[Collected data]
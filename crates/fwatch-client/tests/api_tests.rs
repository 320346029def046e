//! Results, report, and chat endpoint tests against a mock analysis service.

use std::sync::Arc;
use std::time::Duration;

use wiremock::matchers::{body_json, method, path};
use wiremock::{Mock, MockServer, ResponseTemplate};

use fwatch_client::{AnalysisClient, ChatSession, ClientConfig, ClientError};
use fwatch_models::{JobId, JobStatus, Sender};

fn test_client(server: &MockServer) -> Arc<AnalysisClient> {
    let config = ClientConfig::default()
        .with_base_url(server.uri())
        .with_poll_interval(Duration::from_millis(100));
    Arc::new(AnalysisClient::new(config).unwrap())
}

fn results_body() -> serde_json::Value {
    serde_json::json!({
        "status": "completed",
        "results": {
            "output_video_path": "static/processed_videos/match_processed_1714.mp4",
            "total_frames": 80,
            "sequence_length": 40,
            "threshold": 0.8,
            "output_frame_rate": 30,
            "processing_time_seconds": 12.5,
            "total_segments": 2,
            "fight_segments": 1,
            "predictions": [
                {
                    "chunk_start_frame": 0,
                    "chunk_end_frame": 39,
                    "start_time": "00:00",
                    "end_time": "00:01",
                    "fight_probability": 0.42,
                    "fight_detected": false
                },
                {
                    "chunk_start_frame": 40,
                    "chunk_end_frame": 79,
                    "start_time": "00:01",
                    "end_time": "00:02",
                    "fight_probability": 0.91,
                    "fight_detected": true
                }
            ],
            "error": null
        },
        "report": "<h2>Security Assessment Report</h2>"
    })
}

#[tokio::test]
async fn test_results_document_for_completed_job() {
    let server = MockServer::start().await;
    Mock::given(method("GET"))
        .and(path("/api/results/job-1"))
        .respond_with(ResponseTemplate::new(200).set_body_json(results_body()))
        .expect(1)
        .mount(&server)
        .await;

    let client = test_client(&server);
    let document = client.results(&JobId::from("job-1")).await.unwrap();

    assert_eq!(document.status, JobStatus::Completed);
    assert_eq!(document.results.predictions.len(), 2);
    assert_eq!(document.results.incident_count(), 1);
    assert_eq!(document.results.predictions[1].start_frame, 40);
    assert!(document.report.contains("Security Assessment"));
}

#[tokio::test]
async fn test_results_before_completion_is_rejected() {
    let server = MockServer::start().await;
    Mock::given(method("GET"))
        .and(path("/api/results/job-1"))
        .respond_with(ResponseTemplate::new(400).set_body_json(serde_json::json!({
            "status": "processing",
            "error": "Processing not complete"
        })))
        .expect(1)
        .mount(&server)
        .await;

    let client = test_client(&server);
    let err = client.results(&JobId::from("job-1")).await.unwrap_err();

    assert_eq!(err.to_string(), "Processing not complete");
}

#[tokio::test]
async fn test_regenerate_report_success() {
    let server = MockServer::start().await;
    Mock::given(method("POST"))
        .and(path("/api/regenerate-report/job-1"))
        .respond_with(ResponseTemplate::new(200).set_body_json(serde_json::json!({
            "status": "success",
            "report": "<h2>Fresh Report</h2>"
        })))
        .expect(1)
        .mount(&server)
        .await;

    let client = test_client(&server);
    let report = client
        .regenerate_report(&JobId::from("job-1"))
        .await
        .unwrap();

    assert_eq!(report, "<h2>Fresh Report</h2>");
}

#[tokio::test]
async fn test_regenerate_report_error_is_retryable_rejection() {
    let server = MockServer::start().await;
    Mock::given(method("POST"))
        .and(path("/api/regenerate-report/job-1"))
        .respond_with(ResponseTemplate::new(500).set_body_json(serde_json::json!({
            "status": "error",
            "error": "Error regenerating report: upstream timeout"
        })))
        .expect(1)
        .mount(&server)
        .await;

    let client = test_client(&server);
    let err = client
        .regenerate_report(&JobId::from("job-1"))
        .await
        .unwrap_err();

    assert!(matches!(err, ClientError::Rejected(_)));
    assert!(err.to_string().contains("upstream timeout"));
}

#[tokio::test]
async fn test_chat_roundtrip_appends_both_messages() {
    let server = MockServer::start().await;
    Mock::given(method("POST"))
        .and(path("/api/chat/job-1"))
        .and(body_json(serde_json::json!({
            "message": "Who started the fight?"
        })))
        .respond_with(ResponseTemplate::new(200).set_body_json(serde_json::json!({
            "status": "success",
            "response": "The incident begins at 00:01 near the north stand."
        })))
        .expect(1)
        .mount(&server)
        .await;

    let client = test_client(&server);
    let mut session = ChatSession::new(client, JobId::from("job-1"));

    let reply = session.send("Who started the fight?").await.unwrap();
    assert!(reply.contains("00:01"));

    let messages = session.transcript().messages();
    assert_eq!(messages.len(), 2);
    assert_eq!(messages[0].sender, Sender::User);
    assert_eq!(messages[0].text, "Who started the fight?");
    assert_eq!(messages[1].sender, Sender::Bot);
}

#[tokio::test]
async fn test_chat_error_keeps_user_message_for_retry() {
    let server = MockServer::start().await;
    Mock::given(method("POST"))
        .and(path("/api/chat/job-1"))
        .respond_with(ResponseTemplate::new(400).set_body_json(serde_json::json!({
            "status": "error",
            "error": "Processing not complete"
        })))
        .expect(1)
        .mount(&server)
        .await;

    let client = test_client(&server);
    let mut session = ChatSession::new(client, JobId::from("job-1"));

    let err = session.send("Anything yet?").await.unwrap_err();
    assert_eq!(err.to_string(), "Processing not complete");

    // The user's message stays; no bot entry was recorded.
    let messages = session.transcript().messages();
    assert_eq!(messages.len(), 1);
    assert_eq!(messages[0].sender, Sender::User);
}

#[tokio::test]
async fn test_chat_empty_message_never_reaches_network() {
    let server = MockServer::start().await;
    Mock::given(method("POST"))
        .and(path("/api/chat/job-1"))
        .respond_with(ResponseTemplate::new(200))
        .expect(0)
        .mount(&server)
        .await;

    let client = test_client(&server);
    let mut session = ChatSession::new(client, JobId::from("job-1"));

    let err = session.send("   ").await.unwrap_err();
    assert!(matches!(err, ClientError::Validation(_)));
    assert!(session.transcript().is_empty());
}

■ HOW TO COMPLETE THIS TASK
Among the lines above, please find those with "Assessment" and copy them.

■ OUTPUT FOR THIS TASK
        "report": "<h2>Security Assessment Report</h2>"
    assert!(document.report.contains("Security Assessment"));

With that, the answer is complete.